__PROBLEM STATEMENT__
Tally how many lines in the material include the word "AuthorityError", then give that figure by itself.

__STORED DATA__
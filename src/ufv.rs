use std::time::Duration;

use async_trait::async_trait;
use chrono::NaiveDate;
use reqwest::StatusCode;
use serde::Deserialize;
use serde_json::Value;
use thiserror::Error;
use tracing::{debug, instrument, warn};

/// Source of the central bank's daily UFV series.
#[async_trait]
pub trait UfvResolver: Send + Sync {
    async fn ufv_for(&self, date: NaiveDate) -> Result<f64, UfvError>;
}

#[derive(Debug, Error)]
pub enum UfvError {
    #[error("no UFV data for date {0}")]
    NotFound(NaiveDate),

    #[error("malformed UFV value `{value}` for date {date}")]
    Malformed { date: NaiveDate, value: String },

    #[error("UFV source unavailable for date {date}: {reason}")]
    Unavailable { date: NaiveDate, reason: String },
}

/// Queries `GET {base_url}?fecha=YYYY-MM-DD`.
///
/// The source answers `{ "fecha": "...", "ufv": <number or numeric string> }`,
/// a 404 or a null `ufv` means the series has no value for that day.
pub struct HttpUfvResolver {
    client: reqwest::Client,
    base_url: String,
}

#[derive(Debug, Deserialize)]
struct UfvResponse {
    #[serde(default)]
    ufv: Value,
}

impl HttpUfvResolver {
    pub fn new(base_url: impl Into<String>, timeout: Duration) -> Result<Self, reqwest::Error> {
        let client = reqwest::Client::builder()
            .timeout(timeout)
            .build()?;

        Ok(Self {
            client,
            base_url: base_url.into(),
        })
    }
}

#[async_trait]
impl UfvResolver for HttpUfvResolver {
    #[instrument(skip(self))]
    async fn ufv_for(&self, date: NaiveDate) -> Result<f64, UfvError> {
        let unavailable = |e: reqwest::Error| UfvError::Unavailable { date, reason: e.to_string() };

        let response = self.client
            .get(&self.base_url)
            .query(&[("fecha", date.format("%Y-%m-%d").to_string())])
            .send().await
            .map_err(|e| {
                warn!(%date, error = %e, "UFV request failed");
                unavailable(e)
            })?;

        if response.status() == StatusCode::NOT_FOUND {
            return Err(UfvError::NotFound(date));
        }

        let response = response.error_for_status().map_err(unavailable)?;
        let body: UfvResponse = response.json().await.map_err(unavailable)?;

        let value = parse_ufv(date, &body.ufv)?;
        debug!(%date, value, "UFV resolved");

        Ok(value)
    }
}

/// Accepts JSON numbers and numeric strings, with either `.` or `,` as decimal separator.
pub(crate) fn parse_ufv(date: NaiveDate, value: &Value) -> Result<f64, UfvError> {
    let malformed = || UfvError::Malformed { date, value: value.to_string() };

    let parsed = match value {
        Value::Null => return Err(UfvError::NotFound(date)),
        Value::Number(n) => n.as_f64().ok_or_else(malformed)?,
        Value::String(s) if s.trim().is_empty() => return Err(UfvError::NotFound(date)),
        Value::String(s) => s.trim().replace(',', ".").parse::<f64>().map_err(|_| malformed())?,
        _ => return Err(malformed()),
    };

    if !parsed.is_finite() || parsed <= 0.0 {
        return Err(malformed());
    }

    Ok(parsed)
}
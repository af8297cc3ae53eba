use std::ops::Deref;

use actix_web::{body, dev, http::{self, header::ContentType, StatusCode}, web, FromRequest, HttpRequest, HttpResponse};
use futures_util::future::LocalBoxFuture;
use jsonwebtoken::{decode, DecodingKey, Validation};
use serde::{Deserialize, Serialize};
use thiserror::Error;

/// Verifies tokens issued by the fund's identity service
pub struct Authority {
    decoding_key: DecodingKey,
    #[cfg(test)]
    encoding_key: jsonwebtoken::EncodingKey,
}

#[derive(Debug, Clone, Copy, PartialEq, Eq, Serialize, Deserialize)]
#[serde(rename_all = "lowercase")]
pub enum Role {
    Admin,
    Employer,
}

/// Caller identity carried by the token, `username` feeds the audit columns
#[derive(Debug, Clone, PartialEq, Eq, Serialize, Deserialize)]
pub struct Identity {
    pub username: String,
    pub role: Role,
}

impl Authority {
    pub fn new(jwt_key: &[u8]) -> Self {
        Self {
            decoding_key: DecodingKey::from_secret(jwt_key),
            #[cfg(test)]
            encoding_key: jsonwebtoken::EncodingKey::from_secret(jwt_key),
        }
    }

    /// Issue a token for specified identity with 1 day of expiration time
    #[cfg(test)]
    pub fn issue_for(&self, identity: &Identity) -> String {
        let claims = Claims {
            exp: (chrono::Local::now() + chrono::Duration::days(1)).timestamp(),
            sub: identity.username.clone(),
            role: identity.role,
        };

        jsonwebtoken::encode(&jsonwebtoken::Header::default(), &claims, &self.encoding_key).unwrap()
    }

    pub fn authorize(&self, token: impl AsRef<str>) -> Result<Identity, AuthError> {
        let payload = decode::<Claims>(token.as_ref(), &self.decoding_key, &Validation::default())?;

        Ok(Identity {
            username: payload.claims.sub,
            role: payload.claims.role,
        })
    }
}

#[derive(Debug, Serialize, Deserialize)]
struct Claims {
    exp: i64,
    sub: String,
    role: Role,
}

#[derive(Debug, Error)]
pub enum AuthError {
    #[error("authority error")]
    AuthorityError(#[from] jsonwebtoken::errors::Error),
}

impl actix_web::error::ResponseError for AuthError {
    fn error_response(&self) -> HttpResponse<body::BoxBody> {
        HttpResponse::build(self.status_code())
            .insert_header(ContentType::plaintext())
            .body(self.to_string())
    }

    fn status_code(&self) -> http::StatusCode {
        match self {
            AuthError::AuthorityError(_) => StatusCode::FORBIDDEN,
        }
    }
}

impl FromRequest for Identity {
    type Error = actix_web::Error;
    type Future = LocalBoxFuture<'static, Result<Self, Self::Error>>;

    fn from_request(req: &HttpRequest, _: &mut dev::Payload) -> Self::Future {
        let req = req.clone();

        Box::pin(async move {
            // Basically grabs the value after space ( ) from `Authorization` header
            // Example: Bearer sometoken
            //                 ^ grabs this value
            let Some(Ok(Some((_, token)))) = req.headers()
                .get("Authorization")
                .map(|v|
                    v.to_str()
                        .map(|str| str.split_once(" "))
                )
            else {
                return Err(actix_web::error::ErrorUnauthorized("unauthorized"))
            };

            let authority = req.app_data::<web::Data<Authority>>().expect("Authority must be attached");
            let identity = authority.authorize(token)?;

            Ok(identity)
        })
    }
}

pub struct Admin(pub Identity);

impl Deref for Admin {
    type Target = Identity;

    fn deref(&self) -> &Self::Target {
        &self.0
    }
}

impl FromRequest for Admin {
    type Error = actix_web::Error;
    type Future = LocalBoxFuture<'static, Result<Self, Self::Error>>;

    fn from_request(req: &HttpRequest, _: &mut dev::Payload) -> Self::Future {
        let req = req.clone();

        Box::pin(async move {
            let identity = Identity::from_request(&req, &mut dev::Payload::None).await?;

            if identity.role != Role::Admin {
                return Err(actix_web::error::ErrorForbidden("forbidden"))
            }

            Ok(Self(identity))
        })
    }
}

#[cfg(test)]
pub(crate) mod tests {
    use actix_web::{body::MessageBody, get, test, web, App, Responder};

    use super::*;

    pub(crate) const SECRET: &[u8] = b"secret";

    pub(crate) fn employer() -> Identity {
        Identity { username: "empresa01".to_owned(), role: Role::Employer }
    }

    pub(crate) fn admin() -> Identity {
        Identity { username: "revisor".to_owned(), role: Role::Admin }
    }

    pub(crate) fn bearer(identity: &Identity) -> (&'static str, String) {
        ("Authorization", format!("Bearer {}", Authority::new(SECRET).issue_for(identity)))
    }

    #[actix_web::test]
    async fn test_authority() {
        let authority = Authority::new(SECRET);

        let token = authority.issue_for(&employer());

        let identity = authority.authorize(token).expect("Unable to authorize identity from token");
        assert_eq!(identity, employer());

        assert!(Authority::new(b"other").authorize(authority.issue_for(&admin())).is_err());
    }

    #[actix_web::test]
    async fn test_extractor() {
        #[get("/")]
        async fn test_handler(identity: Identity) -> impl Responder {
            identity.username
        }

        let app = test::init_service(
            App::new()
                .app_data(web::Data::new(Authority::new(SECRET)))
                .service(test_handler)
        ).await;

        {
            let forbidden_req = test::TestRequest::default()
                .uri("/")
                .insert_header(("Authorization", "Bearer wrong"))
                .to_request();

            let response = test::call_service(&app, forbidden_req).await;
            assert_eq!(response.status(), StatusCode::FORBIDDEN);
        }

        {
            let unauthorized_req = test::TestRequest::default()
                .uri("/")
                .to_request();

            let response = test::call_service(&app, unauthorized_req).await;
            assert_eq!(response.status(), StatusCode::UNAUTHORIZED);
        }

        {
            let authorized_req = test::TestRequest::default()
                .insert_header(bearer(&employer()))
                .to_request();

            let response = test::call_service(&app, authorized_req).await;
            assert_eq!(response.status(), StatusCode::OK);
            assert_eq!(response.into_body().try_into_bytes().unwrap(), employer().username.as_bytes());
        }
    }

    #[actix_web::test]
    async fn test_admin_extractor() {
        #[get("/")]
        async fn test_handler(identity: Admin) -> impl Responder {
            assert_eq!(identity.role, Role::Admin);

            ""
        }

        let app = test::init_service(
            App::new()
                .app_data(web::Data::new(Authority::new(SECRET)))
                .service(test_handler)
        ).await;

        {
            let success_req = test::TestRequest::default()
                .insert_header(bearer(&admin()))
                .to_request();

            let response = test::call_service(&app, success_req).await;
            assert_eq!(response.status(), StatusCode::OK);
        }

        {
            let forbidden_req = test::TestRequest::default()
                .insert_header(bearer(&employer()))
                .to_request();

            let response = test::call_service(&app, forbidden_req).await;
            assert_eq!(response.status(), StatusCode::FORBIDDEN);
        }
    }
}
use actix_web::{dev, get, post, put, web, FromRequest, HttpRequest, HttpResponse, Responder};
use futures_util::future::LocalBoxFuture;
use sea_orm::{ColumnTrait, DatabaseConnection, EntityTrait, QueryFilter, QueryOrder, QuerySelect};

use crate::{
    auth::{Admin, Identity},
    calculation::{Calculator, SettlementInput},
    entity::{planilla_aporte, planilla_aporte_detalle, prelude::*, sea_orm_active_enums::PayrollStatus},
    error::ApiError,
    lifecycle::{self, Review},
    locks::PayrollLocks,
    report::{self, DisplayLocale},
    roster::{self, Period},
    store::{self, NewPayroll},
    utils,
};

use super::{fund_now, CorrectRequest, Page, Pagination, ReviewRequest, SubmitRequest};

use model::*;

mod extractor;
mod model;

pub(super) fn config(cfg: &mut web::ServiceConfig) {
    cfg
        .service(create_payroll)
        .service(payroll_history)
        .service(pending_payrolls)
        .service(observed_payrolls)
        .service(compare_rosters)
        .service(get_payroll)
        .service(get_details)
        .service(get_details_by_region)
        .service(submit_payroll)
        .service(review_payroll)
        .service(correct_payroll)
        .service(calculate_payroll)
        .service(preliminary_calculation)
        .service(payroll_report);
}

#[post("")]
async fn create_payroll(
    db: web::Data<DatabaseConnection>,
    calculator: web::Data<Calculator>,
    identity: Identity,
    payload: web::Json<CreatePayroll>,
) -> Result<impl Responder, ApiError> {
    let payload = payload.into_inner();

    let new = NewPayroll {
        com_nro: payload.com_nro,
        cod_patronal: payload.cod_patronal,
        empresa: payload.empresa,
        tipo_empresa: payload.tipo_empresa,
        period: Period::new(payload.gestion, payload.mes)?,
    };

    let planilla = store::create_payroll(&db, new, payload.trabajadores, &identity.username, fund_now(&calculator)).await?;

    Ok(HttpResponse::Created().json(web::Json(planilla)))
}

#[get("/historial/{cod_patronal}")]
async fn payroll_history(
    db: web::Data<DatabaseConnection>,
    _identity: Identity,
    cod_patronal: web::Path<String>,
    pagination: web::Query<Pagination>,
) -> Result<impl Responder, ApiError> {
    let items = PlanillaAporte::find()
        .filter(planilla_aporte::Column::CodPatronal.eq(cod_patronal.as_str()))
        .order_by_desc(planilla_aporte::Column::FechaPlanilla)
        .offset(pagination.offset())
        .limit(pagination.limit())
        .all(db.as_ref()).await?;

    Ok(web::Json(Page::new(&pagination, items)))
}

#[get("/pendientes")]
async fn pending_payrolls(
    db: web::Data<DatabaseConnection>,
    _admin: Admin,
    pagination: web::Query<Pagination>,
) -> Result<impl Responder, ApiError> {
    let items = PlanillaAporte::find()
        .filter(planilla_aporte::Column::Estado.eq(PayrollStatus::Pending))
        .order_by_asc(planilla_aporte::Column::FechaDeclarada)
        .offset(pagination.offset())
        .limit(pagination.limit())
        .all(db.as_ref()).await?;

    Ok(web::Json(Page::new(&pagination, items)))
}

#[get("/observadas/{cod_patronal}")]
async fn observed_payrolls(
    db: web::Data<DatabaseConnection>,
    _identity: Identity,
    cod_patronal: web::Path<String>,
) -> Result<impl Responder, ApiError> {
    let items = PlanillaAporte::find()
        .filter(planilla_aporte::Column::CodPatronal.eq(cod_patronal.as_str()))
        .filter(planilla_aporte::Column::Estado.eq(PayrollStatus::Observed))
        .order_by_desc(planilla_aporte::Column::FechaPlanilla)
        .all(db.as_ref()).await?;

    Ok(web::Json(items))
}

/// Hires and terminations between two monthly rosters of an employer
#[get("/comparar/{cod_patronal}/{gestion}/{mes_anterior}/{mes_actual}")]
async fn compare_rosters(
    db: web::Data<DatabaseConnection>,
    _identity: Identity,
    path: web::Path<(String, i32, u32, u32)>,
) -> Result<impl Responder, ApiError> {
    let (cod_patronal, gestion, mes_anterior, mes_actual) = path.into_inner();

    let current = Period::new(gestion, mes_actual)?;
    let previous = Period::previous_of(current, mes_anterior)?;

    let current_roster = store::roster_for(db.as_ref(), &cod_patronal, current).await?;
    let previous_roster = store::roster_for(db.as_ref(), &cod_patronal, previous).await?;

    let mut diff = roster::compare(&current_roster, &previous_roster, current.first_day());
    diff.periodo_anterior = Some(previous);
    diff.periodo_actual = Some(current);

    Ok(web::Json(diff))
}

#[get("/{id_planilla}")]
async fn get_payroll(planilla: planilla_aporte::Model, _identity: Identity) -> impl Responder {
    web::Json(planilla)
}

#[get("/{id_planilla}/detalles")]
async fn get_details(
    db: web::Data<DatabaseConnection>,
    planilla: planilla_aporte::Model,
    _identity: Identity,
) -> Result<impl Responder, ApiError> {
    let details = store::details_of(db.as_ref(), planilla.id_planilla_aportes).await?;

    Ok(web::Json(details))
}

#[get("/{id_planilla}/detalles/{regional}")]
async fn get_details_by_region(
    db: web::Data<DatabaseConnection>,
    planilla: planilla_aporte::Model,
    _identity: Identity,
    path: web::Path<(i32, String)>,
) -> Result<impl Responder, ApiError> {
    let (_, regional) = path.into_inner();

    let details = PlanillaAporteDetalle::find()
        .filter(planilla_aporte_detalle::Column::IdPlanillaAportes.eq(planilla.id_planilla_aportes))
        .filter(planilla_aporte_detalle::Column::Regional.eq(regional))
        .order_by_asc(planilla_aporte_detalle::Column::Nro)
        .all(db.as_ref()).await?;

    Ok(web::Json(details))
}

#[put("/{id_planilla}/presentar")]
async fn submit_payroll(
    db: web::Data<DatabaseConnection>,
    calculator: web::Data<Calculator>,
    identity: Identity,
    id: web::Path<i32>,
    body: web::Bytes,
) -> Result<impl Responder, ApiError> {
    let now = fund_now(&calculator);
    let declared_at = SubmitRequest::from_body(&body)?.fecha_declarada.unwrap_or(now);

    let planilla = store::transition_payroll(&db, id.into_inner(), &identity.username, now, |from| {
        lifecycle::submit(from, declared_at, calculator.timezone())
    }).await?;

    Ok(web::Json(planilla))
}

#[put("/{id_planilla}/estado")]
async fn review_payroll(
    db: web::Data<DatabaseConnection>,
    calculator: web::Data<Calculator>,
    admin: Admin,
    id: web::Path<i32>,
    payload: web::Json<ReviewRequest>,
) -> Result<impl Responder, ApiError> {
    let payload = payload.into_inner();
    let decision = Review::from_request(payload.estado, payload.observaciones)?;

    let planilla = store::transition_payroll(&db, id.into_inner(), &admin.username, fund_now(&calculator), |from| {
        lifecycle::review(from, decision)
    }).await?;

    Ok(web::Json(planilla))
}

#[put("/{id_planilla}/corregir")]
async fn correct_payroll(
    db: web::Data<DatabaseConnection>,
    calculator: web::Data<Calculator>,
    identity: Identity,
    id: web::Path<i32>,
    payload: web::Json<CorrectRequest>,
) -> Result<impl Responder, ApiError> {
    let planilla = store::correct_payroll(
        &db,
        id.into_inner(),
        payload.into_inner().trabajadores,
        &identity.username,
        fund_now(&calculator),
    ).await?;

    Ok(web::Json(planilla))
}

/// Committed recalculation with the dates stored on the payroll
#[post("/{id_planilla}/calcular")]
async fn calculate_payroll(
    db: web::Data<DatabaseConnection>,
    calculator: web::Data<Calculator>,
    locks: web::Data<PayrollLocks>,
    admin: Admin,
    id: web::Path<i32>,
) -> Result<impl Responder, ApiError> {
    let settled = store::settle_payroll(&db, &locks, &calculator, id.into_inner(), &admin.username, None).await?;

    Ok(web::Json(settled))
}

/// What the payroll would owe if paid on `fecha_pago`; nothing is stored
#[get("/{id_planilla}/calcular-preliminar")]
async fn preliminary_calculation(
    calculator: web::Data<Calculator>,
    planilla: planilla_aporte::Model,
    _identity: Identity,
    query: web::Query<PreliminaryQuery>,
) -> Result<impl Responder, ApiError> {
    let fecha_pago = utils::start_of_day(query.fecha_pago, calculator.timezone());

    let input = SettlementInput::with_payment(&planilla, fecha_pago)?;
    let settlement = calculator.settle(&input).await?;

    Ok(web::Json(settlement))
}

#[get("/{id_planilla}/reporte")]
async fn payroll_report(
    calculator: web::Data<Calculator>,
    locale: web::Data<DisplayLocale>,
    planilla: planilla_aporte::Model,
    _identity: Identity,
) -> impl Responder {
    web::Json(report::flatten_payroll(&planilla, **locale, calculator.timezone()))
}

__OUTPUT BELOW__
2